Por este motivo en la visita pastoral, el encuentro con los enfermos en las distintas parroquias (ya sea en sus casas o dentro de la parroquia como tal), es un momento entrañablemente humano con gente que agradece un gesto y una palabra de esperanza cuando nos allegamos a ella en nombre del Señor.
Días atrás hemos celebrado una Jornada mundial del enfermo. En torno a esa fecha también me quise ver con cuantos aquí trabajan en ese campo tan querido y especial como es todo el mundo que rodea a la enfermedad mirada con ojos cristianos: capellanes, religiosas, laicos voluntarios. Tanto en los centros hospitalarios y geriátricos como en los propios domicilios, los enfermos reclaman de nosotros una atención especial que les acerque el bálsamo de la paz, el gesto de la ternura, la palabra luminosa de la esperanza. No está en nosotros el hacer milagros, pero sí el saber acompañar con respeto y cariño, con entrañas de fe y caridad a estos hermanos que sufren de mil modos la vulnerabilidad de la condición humana.
La gratitud con la que nos acogen estas personas enfermas o ancianas es verdaderamente hermosa. Los que acudimos a ellos somos quienes resultamos bendecidos sobremanera, nosotros que íbamos como portadores de la bendición del Señor. Es Dios mismo quien nos bendice en ellos con su sincero agradecimiento, con su testimonio de entereza y fortaleza, con la esperanza que deriva de su abandono en Dios y la paciencia creyente con la que se ofrecen por sus familias, por los sacerdotes, por la gente que sufre de tantos modos, por la Iglesia universal.

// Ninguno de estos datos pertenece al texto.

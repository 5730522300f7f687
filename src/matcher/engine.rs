use crate::config::ScoringConfig;
use crate::matcher::similarity::{BrandCleanCache, model_similarity};
use crate::model::{MatchedProduct, StoreProduct, SupplierProduct};
use crate::normalizer::BrandAliasTable;
use crate::utils::collapse_whitespace;
use tracing::{debug, info};

/// Storage sizes guessed from a supplier model that carries no memory size
/// ("pixel 8 128"), largest first.
pub const STORAGE_CANDIDATES: [u32; 5] = [1024, 512, 256, 128, 64];

/// Pairs supplier items with store items.
pub trait Matcher {
    fn match_products(
        &mut self,
        suppliers: &[SupplierProduct],
        store: &[StoreProduct],
    ) -> Vec<MatchedProduct>;
}

/// Fills a missing storage size from digits embedded in the model and drops those
/// digits from the model.
pub fn infer_missing_storage(mut supplier: SupplierProduct) -> SupplierProduct {
    if supplier.storage.is_some() {
        return supplier;
    }
    let found = STORAGE_CANDIDATES
        .iter()
        .map(|gb| (*gb, gb.to_string()))
        .find(|(_, digits)| supplier.model.contains(digits.as_str()));
    if let Some((gb, digits)) = found {
        supplier.storage = Some(gb);
        supplier.model = collapse_whitespace(&supplier.model.replace(&digits, ""));
    }
    supplier
}

/// Additive multi-factor scorer. Owns the brand-clean cache it is given.
pub struct MatchingEngine<'a> {
    brands: &'a BrandAliasTable,
    weights: ScoringConfig,
    cache: BrandCleanCache,
}

impl<'a> MatchingEngine<'a> {
    pub fn new(brands: &'a BrandAliasTable, weights: ScoringConfig, cache: BrandCleanCache) -> Self {
        Self {
            brands,
            weights,
            cache,
        }
    }

    pub fn score(&mut self, supplier: &SupplierProduct, store: &StoreProduct) -> f64 {
        let w = &self.weights;
        let shared = supplier.keywords.intersection(&store.keywords).count();
        let mut score = shared as f64 * w.keyword_weight;

        if supplier.model == store.model {
            score += w.model_exact_bonus;
        }

        if supplier.brand.as_deref() == Some(store.brand.as_str()) {
            score += w.brand_match_bonus;
            let similarity = model_similarity(&mut self.cache, self.brands, &supplier.model, &store.model);
            if similarity > w.similarity_threshold {
                score += similarity / w.similarity_divisor;
            } else {
                score -= w.similarity_miss_penalty;
            }
        } else {
            score -= w.brand_mismatch_penalty;
        }

        if supplier.ram.is_some() && supplier.ram == store.ram {
            score += w.ram_match_bonus;
        }
        if supplier.storage.is_some() && supplier.storage == store.storage {
            score += w.storage_match_bonus;
        }
        if supplier.color.is_some() && supplier.color == store.color {
            score += w.color_match_bonus;
        }
        score
    }

    /// Highest positive-scoring store item; the first one wins a tie.
    pub fn best_match<'s>(
        &mut self,
        supplier: &SupplierProduct,
        store: &'s [StoreProduct],
    ) -> Option<(&'s StoreProduct, f64)> {
        let mut best = None;
        let mut best_score = 0.0;
        for candidate in store {
            let score = self.score(supplier, candidate);
            if score > best_score {
                best_score = score;
                best = Some(candidate);
            }
        }
        best.map(|candidate| (candidate, best_score))
    }
}

impl Matcher for MatchingEngine<'_> {
    fn match_products(
        &mut self,
        suppliers: &[SupplierProduct],
        store: &[StoreProduct],
    ) -> Vec<MatchedProduct> {
        let mut matched = Vec::new();
        for supplier in suppliers.iter().cloned().map(infer_missing_storage) {
            match self.best_match(&supplier, store) {
                Some((store_product, match_score)) => {
                    debug!(
                        "{} -> {} ({:.2})",
                        supplier.model, store_product.code, match_score
                    );
                    matched.push(MatchedProduct {
                        supplier_product: supplier,
                        store_product: store_product.clone(),
                        match_score,
                    });
                }
                None => debug!("No match for supplier item '{}'", supplier.name),
            }
        }
        info!(
            "Matched {} of {} supplier items against {} store products ({} cleaned models cached)",
            matched.len(),
            suppliers.len(),
            store.len(),
            self.cache.len()
        );
        matched
    }
}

El Papa Francisco recordaba en su mensaje para esta Jornada del Enfermo que los cristianos «estamos llamados a configurarnos con Cristo, el Buen Samaritano de todos los que sufren. «En esto hemos conocido lo que es el amor: en que él dio su vida por nosotros. También nosotros debemos dar la vida por los hermanos» (1 Jn 3,16). Cuando nos acercamos con ternura a los que necesitan atención, llevamos la esperanza y la sonrisa de Dios en medio de las contradicciones del mundo. Cuando la entrega generosa hacia los demás se vuelve el estilo de nuestras acciones, damos espacio al Corazón de Cristo y el nuestro se inflama, ofreciendo así nuestra aportación a la llegada del Reino de Dios. Para crecer en la ternura, en la caridad respetuosa y delicada, nosotros tenemos un modelo cristiano a quien dirigir con seguridad nuestra mirada. Es la Madre de Jesús y Madre nuestra, atenta a la voz de Dios y a las necesidades y dificultades de sus hijos». Precioso y comprometido comentario del Papa.

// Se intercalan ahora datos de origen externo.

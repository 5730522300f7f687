use crate::config::ColorGroupConfig;
use crate::utils::{find_word, fold_letters, normalize_text};
use regex::Regex;
use std::collections::{BTreeMap, BTreeSet, HashMap};
use std::sync::LazyLock;

/// "синий (blue)" inside a store title: native color followed by its translation.
static NAME_COLOR_RE: LazyLock<Regex> = LazyLock::new(|| {
    Regex::new(r"([а-яё]+)\s*\(([a-z][a-z \-]+[a-z])\)").expect("valid name color regex")
});

/// Fixed variant -> canonical table ("титановый", "graphite" -> "серый").
#[derive(Debug, Clone, Default)]
pub struct ColorCanonicalizer {
    canonical_by_variant: HashMap<String, String>,
    variants: HashMap<String, Vec<String>>,
}

impl ColorCanonicalizer {
    pub fn new(groups: &[ColorGroupConfig]) -> Self {
        let mut canonicalizer = Self::default();
        for group in groups {
            let canonical = normalize_text(&group.canonical);
            canonicalizer
                .canonical_by_variant
                .insert(canonical.clone(), canonical.clone());
            for variant in &group.variants {
                let variant = normalize_text(variant);
                canonicalizer
                    .canonical_by_variant
                    .entry(variant.clone())
                    .or_insert_with(|| canonical.clone());
                canonicalizer
                    .variants
                    .entry(canonical.clone())
                    .or_default()
                    .push(variant);
            }
        }
        canonicalizer
    }

    pub fn canonicalize(&self, color: &str) -> String {
        let folded = normalize_text(color);
        self.canonical_by_variant
            .get(&folded)
            .cloned()
            .unwrap_or(folded)
    }

    pub fn variants_of(&self, canonical: &str) -> &[String] {
        self.variants.get(canonical).map(Vec::as_slice).unwrap_or(&[])
    }
}

/// A color synonym located in a piece of text.
#[derive(Debug, Clone, PartialEq)]
pub struct ColorHit<'a> {
    pub synonym: &'a str,
    pub canonical: &'a str,
}

/// Canonical store color -> every surface form seen for it.
#[derive(Debug, Clone, Default)]
pub struct ColorEquivalenceMap {
    groups: BTreeMap<String, BTreeSet<String>>,
    // (synonym, canonical), longest synonym first
    lookup: Vec<(String, String)>,
}

impl ColorEquivalenceMap {
    pub fn from_groups(groups: BTreeMap<String, BTreeSet<String>>) -> Self {
        let mut lookup: Vec<(String, String)> = Vec::new();
        let mut seen = BTreeSet::new();
        for (canonical, synonyms) in &groups {
            for synonym in synonyms {
                if seen.insert(synonym.clone()) {
                    lookup.push((synonym.clone(), canonical.clone()));
                }
            }
        }
        lookup.sort_by(|a, b| {
            b.0.chars()
                .count()
                .cmp(&a.0.chars().count())
                .then_with(|| a.0.cmp(&b.0))
        });
        Self { groups, lookup }
    }

    pub fn len(&self) -> usize {
        self.groups.len()
    }

    pub fn is_empty(&self) -> bool {
        self.groups.is_empty()
    }

    pub fn synonyms(&self, canonical: &str) -> Option<&BTreeSet<String>> {
        self.groups.get(canonical)
    }

    /// Canonical group a surface form belongs to. Canonical keys map to themselves.
    pub fn canonical_of(&self, synonym: &str) -> Option<&str> {
        let synonym = normalize_text(synonym);
        if let Some((key, _)) = self.groups.get_key_value(&synonym) {
            return Some(key.as_str());
        }
        self.lookup
            .iter()
            .find(|(s, _)| *s == synonym)
            .map(|(_, canonical)| canonical.as_str())
    }

    /// Longest synonym occurring as a whole word in `text`. Longest-first keeps a
    /// bare hue from matching inside a compound name ("black" in "stormy black").
    pub fn find_in(&self, text: &str) -> Option<ColorHit<'_>> {
        self.lookup.iter().find_map(|(synonym, canonical)| {
            find_word(text, synonym).map(|_| ColorHit {
                synonym: synonym.as_str(),
                canonical: canonical.as_str(),
            })
        })
    }

    /// ASCII synonyms of any group that occur as words in `text`.
    pub fn ascii_synonyms_in<'a>(&'a self, text: &'a str) -> impl Iterator<Item = &'a str> + 'a {
        self.lookup
            .iter()
            .map(|(synonym, _)| synonym.as_str())
            .filter(move |synonym| synonym.is_ascii() && find_word(text, synonym).is_some())
    }
}

/// Folds store rows into a [`ColorEquivalenceMap`].
pub struct ColorEquivalenceBuilder<'a> {
    canonicalizer: &'a ColorCanonicalizer,
    groups: BTreeMap<String, BTreeSet<String>>,
}

impl<'a> ColorEquivalenceBuilder<'a> {
    pub fn new(canonicalizer: &'a ColorCanonicalizer) -> Self {
        Self {
            canonicalizer,
            groups: BTreeMap::new(),
        }
    }

    /// Takes a store row's name and color column. A "native (foreign)" pair in the
    /// name wins as the primary color; otherwise the column is used.
    pub fn add_row(&mut self, name: &str, color_column: &str) {
        let name = normalize_text(name);
        let column = color_column.trim().to_lowercase();

        match NAME_COLOR_RE.captures(&name) {
            Some(caps) => {
                let native = caps[1].to_string();
                let foreign = caps[2].trim().to_string();
                let canonical = self.insert(&native);
                self.group(&canonical).insert(foreign);
                if !column.is_empty() && fold_letters(&column) != native {
                    self.insert(&column);
                }
            }
            None if !column.is_empty() => {
                self.insert(&column);
            }
            None => {}
        }
    }

    pub fn build(self) -> ColorEquivalenceMap {
        ColorEquivalenceMap::from_groups(self.groups)
    }

    fn insert(&mut self, surface: &str) -> String {
        let canonical = self.canonicalizer.canonicalize(surface);
        let group = self.group(&canonical);
        group.insert(surface.to_string());
        group.insert(fold_letters(surface));
        canonical
    }

    fn group(&mut self, canonical: &str) -> &mut BTreeSet<String> {
        let canonicalizer = self.canonicalizer;
        self.groups
            .entry(canonical.to_string())
            .or_insert_with(|| {
                let mut group = BTreeSet::new();
                group.insert(canonical.to_string());
                group.extend(canonicalizer.variants_of(canonical).iter().cloned());
                group
            })
    }
}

Tantas veces nuestro mundo insolidario y opulento, que no repara en medios ni en gastos para conseguir sus objetivos de poder político, de poder económico, de poder cultural, ningunea y elimina a los que no producen, a los que les molestan, a los que deciden excluir. El aborto de los no nacidos, la eutanasia que se aplica a los enfermos, los ancianos… y recientemente también a los niños, son algunas de las perlas y precios de un malentendido bienestar social que se maquilla y disfraza de progreso que no tiene vuelta atrás. La comunidad cristiana está con estos hermanos en los que Jesús nos espera para que les llevemos precisamente al mismo Jesús esperanza nuestra.